TASK ITEM: Across the entries below, tally every line that holds the word "Option". Give only the tally.

(Stored dataset items)
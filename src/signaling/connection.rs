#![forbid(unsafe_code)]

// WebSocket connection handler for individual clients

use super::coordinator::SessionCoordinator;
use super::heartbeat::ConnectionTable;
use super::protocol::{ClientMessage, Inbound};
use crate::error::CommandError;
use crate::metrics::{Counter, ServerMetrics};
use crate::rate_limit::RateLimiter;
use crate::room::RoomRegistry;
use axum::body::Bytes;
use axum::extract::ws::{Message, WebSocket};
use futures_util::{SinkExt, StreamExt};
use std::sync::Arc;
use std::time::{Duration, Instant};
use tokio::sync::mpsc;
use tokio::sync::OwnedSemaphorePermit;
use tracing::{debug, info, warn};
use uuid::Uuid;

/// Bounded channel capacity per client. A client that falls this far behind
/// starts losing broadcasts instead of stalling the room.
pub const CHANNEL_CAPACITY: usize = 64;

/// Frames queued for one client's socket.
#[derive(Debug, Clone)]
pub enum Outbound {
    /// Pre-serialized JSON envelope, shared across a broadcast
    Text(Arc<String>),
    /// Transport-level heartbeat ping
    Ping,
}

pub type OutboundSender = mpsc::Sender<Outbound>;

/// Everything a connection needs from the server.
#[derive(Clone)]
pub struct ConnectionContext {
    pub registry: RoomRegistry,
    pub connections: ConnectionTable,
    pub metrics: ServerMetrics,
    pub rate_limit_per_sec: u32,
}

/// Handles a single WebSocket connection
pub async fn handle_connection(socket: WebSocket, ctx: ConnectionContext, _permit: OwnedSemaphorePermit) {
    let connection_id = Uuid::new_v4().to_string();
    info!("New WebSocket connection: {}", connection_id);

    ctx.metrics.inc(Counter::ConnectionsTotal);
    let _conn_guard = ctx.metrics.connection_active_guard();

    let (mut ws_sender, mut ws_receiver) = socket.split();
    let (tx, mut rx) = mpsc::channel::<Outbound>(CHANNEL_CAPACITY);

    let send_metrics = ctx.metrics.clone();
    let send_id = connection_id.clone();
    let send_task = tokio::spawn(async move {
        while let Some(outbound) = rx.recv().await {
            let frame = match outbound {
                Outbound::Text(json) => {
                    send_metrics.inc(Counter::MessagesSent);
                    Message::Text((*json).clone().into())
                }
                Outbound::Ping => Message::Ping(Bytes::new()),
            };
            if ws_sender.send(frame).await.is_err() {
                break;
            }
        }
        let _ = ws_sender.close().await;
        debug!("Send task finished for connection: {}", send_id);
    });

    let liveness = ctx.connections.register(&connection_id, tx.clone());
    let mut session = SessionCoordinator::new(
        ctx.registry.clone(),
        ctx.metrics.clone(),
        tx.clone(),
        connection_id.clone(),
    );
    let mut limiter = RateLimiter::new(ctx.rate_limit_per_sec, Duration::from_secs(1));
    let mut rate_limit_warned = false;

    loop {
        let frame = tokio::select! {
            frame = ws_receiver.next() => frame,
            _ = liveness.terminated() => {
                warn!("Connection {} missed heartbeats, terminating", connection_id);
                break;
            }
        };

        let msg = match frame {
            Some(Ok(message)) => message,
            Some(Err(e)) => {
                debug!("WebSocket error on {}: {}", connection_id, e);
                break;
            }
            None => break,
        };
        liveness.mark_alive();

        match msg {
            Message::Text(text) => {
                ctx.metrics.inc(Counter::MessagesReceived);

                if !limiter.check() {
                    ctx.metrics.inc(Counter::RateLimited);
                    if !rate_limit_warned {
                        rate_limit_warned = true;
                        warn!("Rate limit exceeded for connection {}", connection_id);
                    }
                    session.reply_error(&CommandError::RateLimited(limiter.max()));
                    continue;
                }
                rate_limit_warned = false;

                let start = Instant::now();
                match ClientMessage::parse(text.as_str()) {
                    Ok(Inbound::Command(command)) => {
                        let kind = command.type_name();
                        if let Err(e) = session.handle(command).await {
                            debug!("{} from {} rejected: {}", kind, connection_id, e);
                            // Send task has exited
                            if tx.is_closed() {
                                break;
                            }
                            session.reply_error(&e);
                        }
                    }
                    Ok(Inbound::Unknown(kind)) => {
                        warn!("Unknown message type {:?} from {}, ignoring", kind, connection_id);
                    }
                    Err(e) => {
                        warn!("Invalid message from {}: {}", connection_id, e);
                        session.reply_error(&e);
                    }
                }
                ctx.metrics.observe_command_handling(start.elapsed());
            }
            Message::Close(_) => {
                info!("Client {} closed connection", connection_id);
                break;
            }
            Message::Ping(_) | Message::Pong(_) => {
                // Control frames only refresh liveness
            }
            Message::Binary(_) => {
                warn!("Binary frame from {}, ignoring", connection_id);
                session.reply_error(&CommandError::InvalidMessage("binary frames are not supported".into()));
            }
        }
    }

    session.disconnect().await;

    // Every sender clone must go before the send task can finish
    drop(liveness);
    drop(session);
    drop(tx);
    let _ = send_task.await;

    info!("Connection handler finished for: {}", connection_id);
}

---

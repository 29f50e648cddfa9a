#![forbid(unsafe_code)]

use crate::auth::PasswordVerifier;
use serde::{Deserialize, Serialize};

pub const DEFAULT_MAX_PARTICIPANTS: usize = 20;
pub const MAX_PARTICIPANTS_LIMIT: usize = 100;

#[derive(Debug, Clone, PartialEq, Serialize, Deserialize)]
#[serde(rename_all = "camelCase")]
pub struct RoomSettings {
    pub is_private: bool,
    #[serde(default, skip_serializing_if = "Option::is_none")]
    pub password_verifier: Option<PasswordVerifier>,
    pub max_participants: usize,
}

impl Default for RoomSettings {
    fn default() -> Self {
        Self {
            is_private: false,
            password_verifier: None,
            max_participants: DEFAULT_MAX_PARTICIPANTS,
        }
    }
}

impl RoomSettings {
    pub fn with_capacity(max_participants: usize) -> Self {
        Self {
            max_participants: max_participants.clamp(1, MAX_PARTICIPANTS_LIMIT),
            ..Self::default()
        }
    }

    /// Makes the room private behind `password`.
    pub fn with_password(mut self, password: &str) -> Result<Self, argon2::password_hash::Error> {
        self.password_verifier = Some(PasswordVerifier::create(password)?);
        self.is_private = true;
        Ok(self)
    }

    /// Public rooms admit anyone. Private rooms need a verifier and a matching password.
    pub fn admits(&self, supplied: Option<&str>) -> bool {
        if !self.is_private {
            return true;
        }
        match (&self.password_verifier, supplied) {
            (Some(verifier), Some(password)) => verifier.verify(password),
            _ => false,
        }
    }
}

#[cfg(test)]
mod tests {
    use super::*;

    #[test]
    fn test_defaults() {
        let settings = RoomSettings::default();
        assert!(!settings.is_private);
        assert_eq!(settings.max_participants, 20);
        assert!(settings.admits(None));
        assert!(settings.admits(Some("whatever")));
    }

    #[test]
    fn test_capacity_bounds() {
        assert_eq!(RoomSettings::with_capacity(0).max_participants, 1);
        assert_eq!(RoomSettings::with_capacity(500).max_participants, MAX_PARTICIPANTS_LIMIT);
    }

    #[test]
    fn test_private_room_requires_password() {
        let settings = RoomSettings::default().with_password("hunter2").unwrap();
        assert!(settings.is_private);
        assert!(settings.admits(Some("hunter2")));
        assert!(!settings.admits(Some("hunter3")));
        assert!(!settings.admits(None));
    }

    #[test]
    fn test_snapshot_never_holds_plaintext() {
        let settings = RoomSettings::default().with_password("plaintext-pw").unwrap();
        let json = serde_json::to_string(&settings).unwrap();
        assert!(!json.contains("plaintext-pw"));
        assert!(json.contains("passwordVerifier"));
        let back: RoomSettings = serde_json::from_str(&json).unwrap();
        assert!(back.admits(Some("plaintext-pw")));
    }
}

TASK SOLUTION: 3